For a long time, the relatively small size of credit unions meant that manual checks were manageable – but that has changed as the demands have increased.
“There’s consolidation going on in the sector, where credit unions are merging, so there is less of them and they’re having larger asset sizes,” McGuckian explains.
“10 years ago, every staff member might have known every customer that came in the door, but now you have credit unions that are going out into greater geographical areas, so they don’t necessarily know their customers the same way – and that brings AML risk.”
Akula looks out for several red flags that may indicate suspicious activity, such as dormant accounts suddenly becoming active or irregular transactions occurring on “vulnerable” accounts like those belonging to an elderly person or a child.
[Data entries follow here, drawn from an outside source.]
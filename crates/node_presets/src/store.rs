//! The preset store
//!
//! `PresetStore` holds the authoritative in-memory collection for a session.
//! It is populated once by [`PresetStore::load`] and every mutation is
//! followed by a write of the whole document through the session's backend.
//!
//! Indices are positions in a category's current sequence. They shift after
//! deletes and reorders, so callers should re-derive them before each call
//! rather than keeping them around.

use crate::backend::{LocalStorage, RemoteBackend, StorageBackend, UserDataStore};
use crate::{
    codec, normalize_name, Preset, PresetCollection, PresetError, PresetStoreConfig, PresetValues,
    Result,
};
use std::sync::Arc;
use tokio::task::JoinHandle;

pub struct PresetStore {
    presets: PresetCollection,
    backend: StorageBackend,
    /// Remote writes that may still be in flight
    pending_writes: Vec<JoinHandle<()>>,
}

impl PresetStore {
    /// Load the collection from the session's backend
    ///
    /// Never fails: unreadable or missing documents load as an empty
    /// collection and the problem is logged.
    pub async fn load(backend: StorageBackend) -> Self {
        let presets = load_collection(&backend).await;
        tracing::info!(
            "Loaded {} preset categories from {} storage",
            presets.len(),
            if backend.is_remote() { "remote" } else { "local" }
        );

        Self {
            presets,
            backend,
            pending_writes: Vec::new(),
        }
    }

    /// Build the configured backend and load from it
    pub async fn open(
        config: PresetStoreConfig,
        local: Arc<dyn LocalStorage>,
        remote: Arc<dyn UserDataStore>,
    ) -> Self {
        Self::load(config.into_backend(local, remote)).await
    }

    pub fn backend(&self) -> &StorageBackend {
        &self.backend
    }

    /// The whole collection, e.g. for building menus
    pub fn presets(&self) -> &PresetCollection {
        &self.presets
    }

    /// Presets of one category; unknown categories have none
    pub fn list_presets(&self, category: &str) -> &[Preset] {
        self.presets
            .get(category)
            .map(Vec::as_slice)
            .unwrap_or(&[])
    }

    /// Append a preset to a category, creating the category if needed
    ///
    /// Names are trimmed, blank ones become "untitled", and they need not be
    /// unique. Returns the index of the new preset.
    pub fn add_preset(
        &mut self,
        category: &str,
        name: impl Into<String>,
        values: PresetValues,
    ) -> usize {
        let list = self.presets.entry(category.to_string()).or_default();
        list.push(Preset::new(normalize_name(&name.into()), values));
        let index = list.len() - 1;

        self.persist();
        index
    }

    /// Rename a preset; blank names become "untitled"
    pub fn rename_preset(&mut self, category: &str, index: usize, new_name: &str) -> Result<()> {
        self.preset_mut(category, index)?.rename(new_name);
        self.persist();
        Ok(())
    }

    /// Remove a preset; later presets move down one position
    pub fn delete_preset(&mut self, category: &str, index: usize) -> Result<Preset> {
        self.check_index(category, index)?;
        let removed = self
            .presets
            .get_mut(category)
            .map(|list| list.remove(index))
            .ok_or_else(|| out_of_range(category, index, 0))?;

        self.persist();
        Ok(removed)
    }

    /// Move the preset at `from` so that it ends up at `to`
    ///
    /// Presets in between shift by one. Moving to the same position changes
    /// nothing but is still persisted.
    pub fn reorder(&mut self, category: &str, from: usize, to: usize) -> Result<()> {
        self.check_index(category, from)?;
        self.check_index(category, to)?;

        if from != to {
            if let Some(list) = self.presets.get_mut(category) {
                let preset = list.remove(from);
                list.insert(to, preset);
            }
        }

        self.persist();
        Ok(())
    }

    /// Append every category of `foreign` onto this collection
    ///
    /// Existing presets are never replaced, reordered or deduplicated, so
    /// importing the same presets twice stores them twice. Returns the number
    /// of presets added.
    pub fn merge_import(&mut self, foreign: PresetCollection) -> usize {
        let added = self.merge_without_persist(foreign);
        self.persist();
        added
    }

    pub(crate) fn merge_without_persist(&mut self, foreign: PresetCollection) -> usize {
        let mut added = 0;
        for (category, presets) in foreign {
            added += presets.len();
            self.presets.entry(category).or_default().extend(presets);
        }
        added
    }

    /// Copy a preset's values onto `target`, see [`Preset::apply_to`]
    pub fn apply_preset(
        &self,
        category: &str,
        index: usize,
        target: &mut PresetValues,
    ) -> Result<usize> {
        self.check_index(category, index)?;
        Ok(self.list_presets(category)[index].apply_to(target))
    }

    /// Write the whole collection through the active backend
    ///
    /// Local writes complete before this returns. Remote writes are started
    /// in the background; overlapping writes may land in any order and the
    /// last one to land wins. The in-memory collection stays authoritative
    /// either way.
    pub(crate) fn persist(&mut self) {
        match &self.backend {
            StorageBackend::Local(local) => match codec::encode(&self.presets) {
                Ok(bytes) => local.put(&bytes),
                Err(e) => tracing::error!("Failed to encode presets: {}", e),
            },
            StorageBackend::Remote(remote) => match codec::encode_pretty(&self.presets) {
                Ok(bytes) => {
                    self.pending_writes.retain(|handle| !handle.is_finished());
                    if let Some(handle) = remote.spawn_put(bytes) {
                        self.pending_writes.push(handle);
                    }
                }
                Err(e) => tracing::error!("Failed to encode presets: {}", e),
            },
        }
    }

    /// Wait for all remote writes started so far
    pub async fn flush(&mut self) {
        for handle in self.pending_writes.drain(..) {
            if let Err(e) = handle.await {
                tracing::error!("Preset write task failed: {}", e);
            }
        }
    }

    /// Number of remote writes not yet known to be finished
    pub fn pending_writes(&self) -> usize {
        self.pending_writes
            .iter()
            .filter(|handle| !handle.is_finished())
            .count()
    }

    fn check_index(&self, category: &str, index: usize) -> Result<()> {
        let len = self.list_presets(category).len();
        if index < len {
            Ok(())
        } else {
            Err(out_of_range(category, index, len))
        }
    }

    fn preset_mut(&mut self, category: &str, index: usize) -> Result<&mut Preset> {
        let len = self.list_presets(category).len();
        self.presets
            .get_mut(category)
            .and_then(|list| list.get_mut(index))
            .ok_or_else(|| out_of_range(category, index, len))
    }
}

fn out_of_range(category: &str, index: usize, len: usize) -> PresetError {
    PresetError::IndexOutOfRange {
        category: category.to_string(),
        index,
        len,
    }
}

async fn load_collection(backend: &StorageBackend) -> PresetCollection {
    match backend {
        StorageBackend::Local(local) => match local.get() {
            Some(bytes) => decode_or_empty(&bytes, local.key()),
            None => PresetCollection::new(),
        },
        StorageBackend::Remote(remote) if remote.is_new_user_session() => {
            migrate_local_presets(remote).await
        }
        StorageBackend::Remote(remote) => match remote.get().await {
            Ok(bytes) => decode_or_empty(&bytes, remote.file()),
            Err(e) if e.is_not_found() => {
                tracing::debug!("No preset document at {}, starting empty", remote.file());
                PresetCollection::new()
            }
            Err(e) => {
                tracing::error!("Failed to load presets from {}: {}", remote.file(), e);
                PresetCollection::new()
            }
        },
    }
}

/// Copy a new user's local presets into the remote store
///
/// Runs only in a session flagged as new, and only when the remote store has
/// no document yet. Local storage is read but left as it was.
async fn migrate_local_presets(remote: &RemoteBackend) -> PresetCollection {
    match remote.get().await {
        Ok(bytes) => {
            tracing::info!("{} already exists, skipping preset migration", remote.file());
            return decode_or_empty(&bytes, remote.file());
        }
        Err(e) if e.is_not_found() => {}
        Err(e) => tracing::warn!("Could not check {} before migration: {}", remote.file(), e),
    }

    let source = remote.migration_source();
    let Some(local_bytes) = source.get() else {
        return PresetCollection::new();
    };

    let presets = match codec::decode(&local_bytes) {
        Ok(presets) => presets,
        Err(e) => {
            tracing::warn!("Not migrating unreadable local presets from {}: {}", source.key(), e);
            return PresetCollection::new();
        }
    };

    let written = match codec::encode_pretty(&presets) {
        Ok(bytes) => remote.put(&bytes).await.map_err(PresetError::from),
        Err(e) => Err(e),
    };
    match written {
        Ok(()) => tracing::info!(
            "Migrated {} preset categories from {} to {}",
            presets.len(),
            source.key(),
            remote.file()
        ),
        Err(e) => tracing::error!("Failed to migrate presets to {}: {}", remote.file(), e),
    }

    presets
}

fn decode_or_empty(bytes: &[u8], source: &str) -> PresetCollection {
    match codec::decode(bytes) {
        Ok(presets) => presets,
        Err(e) => {
            tracing::error!("Ignoring unreadable preset document {}: {}", source, e);
            PresetCollection::new()
        }
    }
}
“If you have activity on a minor account that’s in excess of say birthday presents, communion or confirmation money or children’s allowance, that might be a red flag because by their nature, minors won’t have paid employment,” she says.
“If you have a 12-year-old who has a lot of cash coming into their account, then that might be a red flag.”
CorribPoint is negotiating with four credit unions to bring them online to the platform within the coming weeks.
McGuckian explains that there is some grunt work involved with initially hooking Akula up to the institution and integrating the system with all the account data. It charges fees to credit unions on a subscription basis with the charge dependent on their size.
“That’s negotiable but it’s generally a tiered approach based on monthly transaction volumes,” she says.
McGuckian believes that CorribPoint has first-mover advantage as “there’s no automated specific AML solution” currently on the market right now.
Last year the startup was accepted into NDRC’s Galway accelerator to further boost development of the product and get to market.
Launchpad
However CorribPoint isn’t solely focussed on credit unions.
While Akula has been built originally with the sector in mind, McGuckian says the long-term play is to diversify that customer base into other smaller financial institutions that must meet AML obligations.
The startup is aiming to launch services in the UK with foreign exchange operators. Beyond that, McGuckian envisions services like online gaming sites, which process player payments, using Akula.
The platform is nimble, she adds, and can be adapted from sector to sector and region to region. CorribPoint is raising a round of funding that it hopes to close by the middle of the year. It previously raised around €50,000 from Enterprise Ireland.
The new funds will help the startup incorporate more artificial intelligence components into Akula to fine tune how it identifies possible risks.
Currently the team of McGuckian and Rushe outsources the development but it aims to bring that in-house once the funds have been sealed.